For decades, society has gone through numerous trends regarding health and fitness. It’s become indisputably clear that our diets directly impact our health. Obesity is a leading factor for disease risk when it comes to lifestyle. We can dispute all day the implications of WHAT your diet contains, but no one will debate that if a person is overweight, losing weight should be the primary goal. That being said, at some point, just about everyone tries a “diet”. Fad diets could work, but that doesn’t mean you should do them!
Diets are temporary
A “diet” implies a temporary solution to an underlying problem, and this is a concern when approaching a lifestyle change. Many diets will contain limited foods, heavy restrictions, and sometimes strange eating frequencies designed to help people lose weight FAST. The reality is, most people abandon diets because they are unsustainable, not because they are ineffective. Often times obesity is a symptom of an emotional issue such as depression. A crash diet or drastic change in lifestyle can just exacerbate the feeling of hopelessness. Health Research Funding shows us some pretty interesting statistics about fad diets.
Moderation is key
Unless directed by a doctor or nutritionist, most people don’t need some sudden change to what they consume in terms of eliminating certain foods completely. Moderation is key. Clean foods are foods that are simple and not overly processed. Grilled chicken with a salad would be a good example of a clean meal. Fried chicken and french fries would be pretty dirty! Fruits and nuts are a good clean snack as opposed to cookies and chips. If your eating habits have moderation, then you CAN eat that cookie or those chips occasionally! If your diet is primarily clean, and your portion sizes are reasonable then you will likely be within acceptable health standards! This article at Northwestern Medicine does a good job explaining the pros and cons of many popular fad diets. This list also references sources for many of these statistics, including:
“95% of diets fail and most will regain their lost weight in 1-5 years”
Portion sizes and calorie requirements
Portion size is sometimes difficult for people to understand. It’s hard to restructure this thought process when you’ve been habituated to eat a certain amount. If your meals contain the appropriate amount of calories you might not have to eliminate ANY foods. 3 cookies might contain the same amount of calories as a full healthy bowl of rice and beef. If you exercise and are somewhat active, this increases the number of calories you need to consume, and you’ll have an even greater margin for consumption. Check out this article to learn about the differences between cardiovascular exercise and resistance exercise, and how burning calories works! Someone who bikes 3 times a week and who lifts weights at the gym frequently can most likely eat that cake whenever they want! There are many factors to diet, such as your particular goal, your current level of fitness, and genetics!
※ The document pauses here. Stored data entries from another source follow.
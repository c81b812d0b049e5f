//! Domain models and types for MedBridge.
//!
//! # Overview
//!
//! The domain layer provides:
//! - **Strongly-typed identifiers** ([`MessageId`], [`ClientId`], [`MappingId`])
//! - **Job model** ([`Job`], [`JobStatus`], [`SubmitRequest`], [`JobOutput`])
//! - **Alerts** ([`Alert`], [`AlertCategory`], [`AlertSeverity`])
//! - **Error types** ([`MedbridgeError`], [`EncryptionError`], [`StoreError`])
//! - **Result type alias** ([`Result`])
//!
//! # Type Safety
//!
//! Identifiers use the newtype pattern so that a client ID can never be passed
//! where a message ID is expected:
//!
//! ```rust
//! use medbridge::domain::{ClientId, MessageId};
//!
//! # fn example() -> Result<(), Box<dyn std::error::Error>> {
//! let message_id = MessageId::new("msg-0001")?;
//! let client_id = ClientId::new("clinic-42")?;
//!
//! // This won't compile - type safety prevents mixing IDs
//! // let wrong: MessageId = client_id;
//! # Ok(())
//! # }
//! ```

pub mod alert;
pub mod errors;
pub mod ids;
pub mod job;
pub mod result;

// Re-export commonly used types for convenience
pub use alert::{Alert, AlertCategory, AlertSeverity};
pub use errors::{EncryptionError, MedbridgeError, StoreError};
pub use ids::{ClientId, MappingId, MessageId};
pub use job::{
    DeadLetterEntry, ExternalStatus, Job, JobOutput, JobStatus, JobVersion, SubmitReceipt,
    SubmitRequest, DEFAULT_MAX_ATTEMPTS,
};
pub use result::Result;
//! CLI interface and argument parsing
//!
//! This module provides the command-line interface for MedBridge using clap.

pub mod commands;

use clap::{Parser, Subcommand};

/// MedBridge - Healthcare Integration Pipeline
#[derive(Parser, Debug)]
#[command(name = "medbridge")]
#[command(version, about, long_about = None)]
#[command(author = "MedBridge Contributors")]
pub struct Cli {
    /// Path to configuration file
    #[arg(short, long, default_value = "medbridge.toml", env = "MEDBRIDGE_CONFIG")]
    pub config: String,

    /// Log level (trace, debug, info, warn, error)
    #[arg(short, long, env = "MEDBRIDGE_LOG_LEVEL")]
    pub log_level: Option<String>,

    /// Subcommand to execute
    #[command(subcommand)]
    pub command: Commands,
}

/// Available commands
#[derive(Subcommand, Debug)]
pub enum Commands {
    /// Run the worker pool until interrupted
    Serve(commands::serve::ServeArgs),

    /// Submit a record for processing
    Submit(commands::submit::SubmitArgs),

    /// Show the status of a message
    Status(commands::status::StatusArgs),

    /// Show queue counters and per-client daily statistics
    Stats(commands::stats::StatsArgs),

    /// List dead-lettered messages
    DeadLetters(commands::dead_letters::DeadLettersArgs),

    /// Map and validate a record without queueing it
    Map(commands::map::MapArgs),

    /// Validate configuration file
    ValidateConfig(commands::validate::ValidateArgs),

    /// Initialize a new configuration file
    Init(commands::init::InitArgs),
}
//! Validate config command implementation
//!
//! This module implements the `validate-config` command for validating
//! the MedBridge configuration file.

use crate::adapters::memory::read_mapping_dir;
use crate::adapters::postgresql::client::redact_connection_string;
use crate::config::{load_config, StoreBackend};
use crate::core::encryption::check_key_length;
use clap::Args;
use secrecy::ExposeSecret;
use std::path::Path;

/// Arguments for the validate-config command
#[derive(Args, Debug)]
pub struct ValidateArgs {}

impl ValidateArgs {
    /// Execute the validate-config command
    pub async fn execute(&self, config_path: &str) -> anyhow::Result<i32> {
        tracing::info!(config_path = %config_path, "Validating configuration");

        println!("🔍 Validating configuration file: {config_path}");
        println!();

        // load_config runs validation
        let config = match load_config(config_path) {
            Ok(c) => {
                println!("✅ Configuration is valid");
                c
            }
            Err(e) => {
                println!("❌ Configuration validation failed");
                println!("   Error: {e}");
                return Ok(2); // Configuration error exit code
            }
        };

        let mut warnings = Vec::new();
        for (key_ref, key) in &config.encryption.keys {
            if let Err(e) = check_key_length(key.expose_secret().as_bytes()) {
                warnings.push(format!("encryption.keys.{key_ref}: {e}"));
            }
        }

        let directory_mappings = match &config.mappings.directory {
            Some(dir) => match read_mapping_dir(Path::new(dir)) {
                Ok(mappings) => mappings.len(),
                Err(e) => {
                    println!("❌ Invalid mappings directory");
                    println!("   Error: {e}");
                    return Ok(2);
                }
            },
            None => 0,
        };

        println!();
        println!("Configuration Summary:");
        println!("  Application: {}", config.application.name);
        println!("  Environment: {:?}", config.environment);
        println!("  Log Level: {}", config.application.log_level);
        match config.store_backend {
            StoreBackend::Memory => println!("  Store Backend: memory"),
            StoreBackend::PostgreSQL => {
                println!("  Store Backend: postgresql");
                if let Some(ref pg_config) = config.postgresql {
                    println!(
                        "  PostgreSQL Connection: {}",
                        redact_connection_string(pg_config.connection_string.expose_secret().as_ref())
                    );
                    println!("  Max Connections: {}", pg_config.max_connections);
                }
            }
        }
        println!("  Workers: {}", config.queue.concurrency);
        println!("  Max Attempts: {}", config.queue.max_attempts);
        println!(
            "  Backoff: {} ms base, {} ms cap",
            config.queue.backoff_base_ms, config.queue.backoff_cap_ms
        );
        println!("  Encryption Keys: {}", config.encryption.keys.len());
        println!(
            "  Mappings: {} built-in, {} from directory",
            if config.mappings.builtin { "with" } else { "without" },
            directory_mappings
        );
        println!("  Alert Sink: {:?}", config.alerts.sink);
        println!("  Audit Trail: {}", if config.audit.enabled { "enabled" } else { "disabled" });

        if !warnings.is_empty() {
            println!();
            for warning in &warnings {
                println!("⚠️  {warning}");
            }
        }
        println!();
        Ok(0)
    }
}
Genetics certainly play a huge role in your health and fitness levels. That being said, someone with less favorable genetics certainly might have to work harder to lose weight or maintain an appropriate weight. However, It’s very unlikely for ANYONE that exercising regularly and eating reasonably clean foods 80% of the time would be ineffective. Discipline, consistency, and self-accountability are necessary.
Calorie trackers and self accountability
It’s a really good idea if you have no experience tracking your consumption to use a tool. A free app like Myfitnesspal or any other calorie counting app generally contains a huge database of foods and restaurant menu items, and there is always a similar substitute to help you ballpark your caloric intake. You don’t have to use these tools forever. After a few days, your habits should reveal themselves and you can see that you’ve been binge eating or overeating. Many times people will realize one snack is adding a huge amount of calories to their day. A half a cup of nuts can contain around 500 calories! It can be surprising how dense some foods are! This doesn’t mean you can’t eat nuts, you just need to incorporate them reasonably.
Overall, your diet should be sustainable. You should be happy with the foods you eat and have reasonable portion sizes so you can afford to eat that treat every so often. Your diet shouldn’t be difficult, it should feel normal. If you’re eating the right portions and not overeating, your weight should stabilize or decrease. You can always compensate for eating a little more by exercising more! Crash diets have a bad track record and usually result in relapse. Most fad diets simply aren’t reasonable lifestyle changes. Unless instructed by your doctor, developing a plan for the long run will lead to success.